Extracted information:
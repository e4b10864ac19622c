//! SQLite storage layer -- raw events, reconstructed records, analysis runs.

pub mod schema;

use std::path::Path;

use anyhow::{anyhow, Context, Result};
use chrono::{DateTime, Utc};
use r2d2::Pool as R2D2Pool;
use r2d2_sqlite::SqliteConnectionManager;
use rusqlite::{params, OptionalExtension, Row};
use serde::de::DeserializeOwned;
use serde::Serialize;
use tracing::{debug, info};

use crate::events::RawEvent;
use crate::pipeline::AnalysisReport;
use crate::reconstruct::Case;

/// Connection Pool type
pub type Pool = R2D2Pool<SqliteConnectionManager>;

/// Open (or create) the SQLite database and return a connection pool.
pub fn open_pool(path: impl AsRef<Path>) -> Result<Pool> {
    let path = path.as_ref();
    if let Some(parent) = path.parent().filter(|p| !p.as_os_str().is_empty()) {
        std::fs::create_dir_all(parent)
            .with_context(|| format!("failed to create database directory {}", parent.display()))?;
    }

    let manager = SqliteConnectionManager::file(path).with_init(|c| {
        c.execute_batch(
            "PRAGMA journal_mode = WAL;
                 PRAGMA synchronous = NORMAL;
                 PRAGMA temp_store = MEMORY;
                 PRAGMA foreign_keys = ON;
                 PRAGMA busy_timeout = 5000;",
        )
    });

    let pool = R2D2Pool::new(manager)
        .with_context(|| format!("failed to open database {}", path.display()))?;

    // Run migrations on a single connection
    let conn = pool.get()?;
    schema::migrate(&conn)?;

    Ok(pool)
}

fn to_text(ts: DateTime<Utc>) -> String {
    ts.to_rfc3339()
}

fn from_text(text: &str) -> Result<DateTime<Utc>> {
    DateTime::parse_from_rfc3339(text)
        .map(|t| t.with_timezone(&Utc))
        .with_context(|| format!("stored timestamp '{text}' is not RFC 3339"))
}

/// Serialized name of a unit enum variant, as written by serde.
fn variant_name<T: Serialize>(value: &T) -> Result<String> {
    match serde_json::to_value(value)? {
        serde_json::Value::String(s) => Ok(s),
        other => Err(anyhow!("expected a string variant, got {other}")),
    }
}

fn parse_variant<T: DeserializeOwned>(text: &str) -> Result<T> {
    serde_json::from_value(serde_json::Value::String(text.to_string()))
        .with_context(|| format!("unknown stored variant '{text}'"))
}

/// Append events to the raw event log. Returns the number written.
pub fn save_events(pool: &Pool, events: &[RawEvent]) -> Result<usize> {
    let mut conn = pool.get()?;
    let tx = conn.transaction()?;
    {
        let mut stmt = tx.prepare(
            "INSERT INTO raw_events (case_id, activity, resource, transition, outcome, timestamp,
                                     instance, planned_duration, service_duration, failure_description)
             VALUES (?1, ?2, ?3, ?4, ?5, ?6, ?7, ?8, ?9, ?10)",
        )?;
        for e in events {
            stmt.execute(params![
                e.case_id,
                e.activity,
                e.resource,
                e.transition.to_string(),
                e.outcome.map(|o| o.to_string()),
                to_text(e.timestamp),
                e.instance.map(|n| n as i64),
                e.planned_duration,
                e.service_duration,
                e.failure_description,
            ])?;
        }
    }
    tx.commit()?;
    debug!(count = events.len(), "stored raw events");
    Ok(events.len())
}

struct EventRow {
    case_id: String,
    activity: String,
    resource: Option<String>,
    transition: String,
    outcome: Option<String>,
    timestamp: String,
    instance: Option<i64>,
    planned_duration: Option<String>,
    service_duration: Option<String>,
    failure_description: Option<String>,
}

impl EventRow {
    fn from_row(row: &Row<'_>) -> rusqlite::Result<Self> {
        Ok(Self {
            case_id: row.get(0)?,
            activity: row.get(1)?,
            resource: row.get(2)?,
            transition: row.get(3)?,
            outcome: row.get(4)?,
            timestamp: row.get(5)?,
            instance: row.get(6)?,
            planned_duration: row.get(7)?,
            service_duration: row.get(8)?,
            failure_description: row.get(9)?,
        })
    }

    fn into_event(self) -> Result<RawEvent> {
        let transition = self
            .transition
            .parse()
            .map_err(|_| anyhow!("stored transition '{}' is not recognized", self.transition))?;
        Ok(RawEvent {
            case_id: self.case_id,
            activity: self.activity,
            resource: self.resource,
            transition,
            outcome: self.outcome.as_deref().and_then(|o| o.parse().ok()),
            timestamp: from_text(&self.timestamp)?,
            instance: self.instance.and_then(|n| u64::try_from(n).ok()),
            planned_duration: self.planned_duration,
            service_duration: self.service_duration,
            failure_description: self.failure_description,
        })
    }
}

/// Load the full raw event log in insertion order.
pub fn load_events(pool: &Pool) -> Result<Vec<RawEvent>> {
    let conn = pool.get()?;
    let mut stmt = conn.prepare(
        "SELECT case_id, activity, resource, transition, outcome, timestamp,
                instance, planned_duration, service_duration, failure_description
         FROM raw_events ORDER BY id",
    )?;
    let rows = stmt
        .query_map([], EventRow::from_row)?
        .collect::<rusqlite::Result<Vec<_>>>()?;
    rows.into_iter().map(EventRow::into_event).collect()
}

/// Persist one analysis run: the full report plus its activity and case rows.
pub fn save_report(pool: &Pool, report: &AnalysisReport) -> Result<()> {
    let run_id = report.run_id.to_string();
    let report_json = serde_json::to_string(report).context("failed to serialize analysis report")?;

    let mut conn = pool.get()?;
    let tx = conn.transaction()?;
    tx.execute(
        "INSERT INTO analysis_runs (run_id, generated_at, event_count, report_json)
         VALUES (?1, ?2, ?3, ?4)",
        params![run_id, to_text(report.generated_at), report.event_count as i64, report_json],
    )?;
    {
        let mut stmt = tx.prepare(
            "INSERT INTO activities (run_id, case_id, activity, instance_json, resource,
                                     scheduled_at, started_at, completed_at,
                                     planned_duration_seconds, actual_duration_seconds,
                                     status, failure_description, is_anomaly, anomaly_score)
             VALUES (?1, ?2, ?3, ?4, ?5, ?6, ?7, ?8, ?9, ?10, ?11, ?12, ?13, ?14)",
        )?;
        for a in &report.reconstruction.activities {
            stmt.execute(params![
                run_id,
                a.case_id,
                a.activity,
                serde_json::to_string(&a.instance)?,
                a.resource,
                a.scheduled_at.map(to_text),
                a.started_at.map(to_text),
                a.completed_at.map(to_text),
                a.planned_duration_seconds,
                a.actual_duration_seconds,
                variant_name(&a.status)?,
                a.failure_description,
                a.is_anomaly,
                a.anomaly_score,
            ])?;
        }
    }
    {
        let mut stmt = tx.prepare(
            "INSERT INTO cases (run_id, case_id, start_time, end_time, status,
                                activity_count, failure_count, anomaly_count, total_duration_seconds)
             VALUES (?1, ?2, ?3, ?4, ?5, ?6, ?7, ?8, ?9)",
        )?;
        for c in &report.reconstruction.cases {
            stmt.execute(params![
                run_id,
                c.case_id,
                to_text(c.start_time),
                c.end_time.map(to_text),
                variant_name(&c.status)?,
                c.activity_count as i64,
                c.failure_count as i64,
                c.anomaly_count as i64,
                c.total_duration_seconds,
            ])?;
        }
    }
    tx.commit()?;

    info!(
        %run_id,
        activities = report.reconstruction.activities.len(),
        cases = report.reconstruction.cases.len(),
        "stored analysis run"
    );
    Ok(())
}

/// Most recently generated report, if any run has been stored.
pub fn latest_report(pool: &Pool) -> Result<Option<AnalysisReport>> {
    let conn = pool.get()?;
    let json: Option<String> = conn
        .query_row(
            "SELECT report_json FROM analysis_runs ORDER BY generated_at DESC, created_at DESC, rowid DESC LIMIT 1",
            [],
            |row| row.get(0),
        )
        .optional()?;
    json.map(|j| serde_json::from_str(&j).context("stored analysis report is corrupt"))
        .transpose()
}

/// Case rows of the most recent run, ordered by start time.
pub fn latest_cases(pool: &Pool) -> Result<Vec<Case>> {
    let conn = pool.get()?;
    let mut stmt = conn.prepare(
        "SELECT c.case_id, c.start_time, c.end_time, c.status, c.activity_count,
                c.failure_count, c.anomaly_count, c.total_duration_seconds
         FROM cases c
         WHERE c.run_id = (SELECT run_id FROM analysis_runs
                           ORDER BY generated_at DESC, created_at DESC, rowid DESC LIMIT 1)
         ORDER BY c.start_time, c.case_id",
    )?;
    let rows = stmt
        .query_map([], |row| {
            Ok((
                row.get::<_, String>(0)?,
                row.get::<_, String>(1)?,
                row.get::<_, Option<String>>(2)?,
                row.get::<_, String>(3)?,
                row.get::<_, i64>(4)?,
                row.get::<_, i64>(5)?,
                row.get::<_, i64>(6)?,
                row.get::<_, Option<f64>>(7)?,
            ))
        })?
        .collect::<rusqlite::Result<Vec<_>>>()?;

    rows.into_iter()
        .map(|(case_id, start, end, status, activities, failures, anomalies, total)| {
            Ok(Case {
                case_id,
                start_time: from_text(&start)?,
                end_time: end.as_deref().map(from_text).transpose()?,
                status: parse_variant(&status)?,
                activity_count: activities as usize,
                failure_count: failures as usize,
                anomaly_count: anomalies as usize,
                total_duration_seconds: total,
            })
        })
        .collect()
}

What you have to do:
Copy the entries word for word. Start at the first line and end with the line containing "Connection Pool type".

Solved exercise:
repository e4b10864ac19622c
//! SQLite storage layer -- raw events, reconstructed records, analysis runs.

pub mod schema;

use std::path::Path;

use anyhow::{anyhow, Context, Result};
use chrono::{DateTime, Utc};
use r2d2::Pool as R2D2Pool;
use r2d2_sqlite::SqliteConnectionManager;
use rusqlite::{params, OptionalExtension, Row};
use serde::de::DeserializeOwned;
use serde::Serialize;
use tracing::{debug, info};

use crate::events::RawEvent;
use crate::pipeline::AnalysisReport;
use crate::reconstruct::Case;

/// Connection Pool type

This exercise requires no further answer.